### Work to complete
Could you set down exactly the lines of the data below, starting at the one that holds "it went missing" and ending at the one that holds "Load the shared signing secret", both included, and only those?

(Dataset entries)
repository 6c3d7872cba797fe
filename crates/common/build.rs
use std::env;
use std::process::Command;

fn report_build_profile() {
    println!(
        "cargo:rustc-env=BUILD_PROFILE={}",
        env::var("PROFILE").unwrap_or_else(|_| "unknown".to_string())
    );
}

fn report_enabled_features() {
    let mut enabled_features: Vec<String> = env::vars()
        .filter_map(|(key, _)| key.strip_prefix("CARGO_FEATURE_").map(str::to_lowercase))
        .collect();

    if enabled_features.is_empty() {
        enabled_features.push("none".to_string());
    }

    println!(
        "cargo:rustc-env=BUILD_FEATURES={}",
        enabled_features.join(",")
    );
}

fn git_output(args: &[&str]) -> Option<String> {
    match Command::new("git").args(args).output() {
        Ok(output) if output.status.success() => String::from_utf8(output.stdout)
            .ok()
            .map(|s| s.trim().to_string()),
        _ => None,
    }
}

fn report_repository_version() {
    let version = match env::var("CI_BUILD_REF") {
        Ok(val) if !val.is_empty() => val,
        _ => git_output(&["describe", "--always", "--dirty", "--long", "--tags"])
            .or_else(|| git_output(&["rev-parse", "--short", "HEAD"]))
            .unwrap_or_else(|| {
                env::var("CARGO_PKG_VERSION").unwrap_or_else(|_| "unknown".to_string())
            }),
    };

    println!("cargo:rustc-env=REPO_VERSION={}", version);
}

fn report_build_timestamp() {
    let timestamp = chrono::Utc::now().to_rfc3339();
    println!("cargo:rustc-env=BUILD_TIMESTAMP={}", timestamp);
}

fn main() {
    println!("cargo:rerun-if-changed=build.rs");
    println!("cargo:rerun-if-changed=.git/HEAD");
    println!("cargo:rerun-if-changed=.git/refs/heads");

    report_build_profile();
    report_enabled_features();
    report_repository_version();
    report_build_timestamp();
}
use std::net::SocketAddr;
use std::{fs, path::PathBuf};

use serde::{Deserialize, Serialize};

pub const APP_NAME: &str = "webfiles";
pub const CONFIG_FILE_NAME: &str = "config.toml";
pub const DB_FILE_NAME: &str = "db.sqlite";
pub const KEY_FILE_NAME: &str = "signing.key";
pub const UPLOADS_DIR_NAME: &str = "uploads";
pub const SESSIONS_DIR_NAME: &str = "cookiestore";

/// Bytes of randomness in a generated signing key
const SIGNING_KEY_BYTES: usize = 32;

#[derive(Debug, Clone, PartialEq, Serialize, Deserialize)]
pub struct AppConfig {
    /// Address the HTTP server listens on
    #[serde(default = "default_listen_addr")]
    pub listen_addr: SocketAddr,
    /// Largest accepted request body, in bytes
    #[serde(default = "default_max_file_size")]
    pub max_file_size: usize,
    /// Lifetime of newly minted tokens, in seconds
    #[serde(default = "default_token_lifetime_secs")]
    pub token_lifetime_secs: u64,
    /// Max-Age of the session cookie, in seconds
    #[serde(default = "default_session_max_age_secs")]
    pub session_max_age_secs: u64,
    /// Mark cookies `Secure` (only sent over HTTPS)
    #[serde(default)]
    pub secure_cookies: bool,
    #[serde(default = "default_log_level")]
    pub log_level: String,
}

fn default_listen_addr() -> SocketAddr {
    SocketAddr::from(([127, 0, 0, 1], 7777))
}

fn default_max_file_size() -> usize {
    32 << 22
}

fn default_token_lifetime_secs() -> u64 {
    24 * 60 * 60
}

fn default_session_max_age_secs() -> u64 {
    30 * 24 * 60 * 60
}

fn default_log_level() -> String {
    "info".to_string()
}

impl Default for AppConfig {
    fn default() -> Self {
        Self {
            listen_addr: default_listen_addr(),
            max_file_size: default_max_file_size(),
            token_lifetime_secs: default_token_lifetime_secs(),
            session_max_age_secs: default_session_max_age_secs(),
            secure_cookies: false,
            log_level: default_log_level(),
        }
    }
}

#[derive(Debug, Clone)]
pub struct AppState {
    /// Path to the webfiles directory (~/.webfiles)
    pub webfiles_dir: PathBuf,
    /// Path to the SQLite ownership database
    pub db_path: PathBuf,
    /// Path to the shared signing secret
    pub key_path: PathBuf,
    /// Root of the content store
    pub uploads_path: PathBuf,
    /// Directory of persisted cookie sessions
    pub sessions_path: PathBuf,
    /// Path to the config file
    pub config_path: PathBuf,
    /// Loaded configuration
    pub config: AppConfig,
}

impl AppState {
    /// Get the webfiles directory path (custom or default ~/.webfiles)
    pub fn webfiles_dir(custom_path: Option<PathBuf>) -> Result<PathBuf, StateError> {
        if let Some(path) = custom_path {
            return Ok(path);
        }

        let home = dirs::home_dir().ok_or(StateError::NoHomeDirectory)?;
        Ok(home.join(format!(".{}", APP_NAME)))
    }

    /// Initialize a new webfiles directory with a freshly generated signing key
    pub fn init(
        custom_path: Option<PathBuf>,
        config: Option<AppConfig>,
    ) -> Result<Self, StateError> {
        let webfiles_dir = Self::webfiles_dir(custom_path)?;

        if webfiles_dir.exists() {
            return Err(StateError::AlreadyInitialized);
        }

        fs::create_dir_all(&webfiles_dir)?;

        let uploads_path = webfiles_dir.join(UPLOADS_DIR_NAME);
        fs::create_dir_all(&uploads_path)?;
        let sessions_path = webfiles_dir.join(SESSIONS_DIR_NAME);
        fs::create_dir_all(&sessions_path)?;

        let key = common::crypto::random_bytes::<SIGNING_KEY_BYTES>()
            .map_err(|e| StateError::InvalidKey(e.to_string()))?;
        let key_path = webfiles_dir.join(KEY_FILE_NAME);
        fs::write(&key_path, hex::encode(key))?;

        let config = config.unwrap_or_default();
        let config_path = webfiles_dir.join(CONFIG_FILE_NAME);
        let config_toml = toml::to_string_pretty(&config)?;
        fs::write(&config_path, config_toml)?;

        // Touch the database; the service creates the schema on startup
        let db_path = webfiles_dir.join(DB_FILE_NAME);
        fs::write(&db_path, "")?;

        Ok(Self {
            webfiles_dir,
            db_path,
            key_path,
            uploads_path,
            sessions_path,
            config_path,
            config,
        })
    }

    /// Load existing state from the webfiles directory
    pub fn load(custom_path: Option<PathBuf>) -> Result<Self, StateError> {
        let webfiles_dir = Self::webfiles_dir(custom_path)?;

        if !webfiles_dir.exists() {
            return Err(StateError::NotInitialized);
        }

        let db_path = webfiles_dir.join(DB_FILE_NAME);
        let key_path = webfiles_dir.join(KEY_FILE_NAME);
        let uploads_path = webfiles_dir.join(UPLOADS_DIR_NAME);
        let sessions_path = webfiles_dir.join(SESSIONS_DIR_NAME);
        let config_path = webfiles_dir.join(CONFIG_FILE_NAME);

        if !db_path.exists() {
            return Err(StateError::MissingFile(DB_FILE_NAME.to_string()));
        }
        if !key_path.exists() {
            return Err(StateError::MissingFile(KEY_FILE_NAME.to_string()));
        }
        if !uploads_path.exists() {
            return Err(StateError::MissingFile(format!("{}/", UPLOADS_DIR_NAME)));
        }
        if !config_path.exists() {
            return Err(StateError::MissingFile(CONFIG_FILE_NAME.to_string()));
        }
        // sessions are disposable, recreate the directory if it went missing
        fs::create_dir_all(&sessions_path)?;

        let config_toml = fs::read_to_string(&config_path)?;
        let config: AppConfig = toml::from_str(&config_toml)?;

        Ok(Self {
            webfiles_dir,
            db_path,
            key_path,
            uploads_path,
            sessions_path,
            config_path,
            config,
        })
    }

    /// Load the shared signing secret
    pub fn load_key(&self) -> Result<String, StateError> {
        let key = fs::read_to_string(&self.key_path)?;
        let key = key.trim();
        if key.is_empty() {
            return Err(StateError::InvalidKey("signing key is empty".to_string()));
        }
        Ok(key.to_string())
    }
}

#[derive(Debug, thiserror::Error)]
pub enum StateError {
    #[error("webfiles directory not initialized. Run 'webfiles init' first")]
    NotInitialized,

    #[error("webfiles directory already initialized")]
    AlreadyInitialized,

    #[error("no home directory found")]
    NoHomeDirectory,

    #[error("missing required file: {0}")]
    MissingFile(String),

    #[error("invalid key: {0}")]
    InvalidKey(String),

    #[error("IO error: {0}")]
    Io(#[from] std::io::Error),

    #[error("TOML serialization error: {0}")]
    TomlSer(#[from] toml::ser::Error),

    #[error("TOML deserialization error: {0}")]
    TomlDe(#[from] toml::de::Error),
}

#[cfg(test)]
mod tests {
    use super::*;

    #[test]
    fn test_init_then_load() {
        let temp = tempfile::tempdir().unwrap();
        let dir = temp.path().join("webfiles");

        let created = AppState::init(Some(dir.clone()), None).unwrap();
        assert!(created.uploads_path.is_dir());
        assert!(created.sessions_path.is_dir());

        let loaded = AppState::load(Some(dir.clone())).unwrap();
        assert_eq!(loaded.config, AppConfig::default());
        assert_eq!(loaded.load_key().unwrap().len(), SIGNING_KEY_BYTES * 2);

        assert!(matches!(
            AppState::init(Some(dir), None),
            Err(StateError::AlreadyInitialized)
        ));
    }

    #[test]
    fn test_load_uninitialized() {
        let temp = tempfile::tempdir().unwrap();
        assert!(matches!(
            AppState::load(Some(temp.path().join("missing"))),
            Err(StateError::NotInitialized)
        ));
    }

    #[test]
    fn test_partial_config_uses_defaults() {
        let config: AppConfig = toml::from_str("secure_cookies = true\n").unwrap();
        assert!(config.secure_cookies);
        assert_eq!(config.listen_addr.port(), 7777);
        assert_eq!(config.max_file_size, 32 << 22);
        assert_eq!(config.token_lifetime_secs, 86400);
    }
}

### Result of the exercise
        // sessions are disposable, recreate the directory if it went missing
        fs::create_dir_all(&sessions_path)?;

        let config_toml = fs::read_to_string(&config_path)?;
        let config: AppConfig = toml::from_str(&config_toml)?;

        Ok(Self {
            webfiles_dir,
            db_path,
            key_path,
            uploads_path,
            sessions_path,
            config_path,
            config,
        })
    }

    /// Load the shared signing secret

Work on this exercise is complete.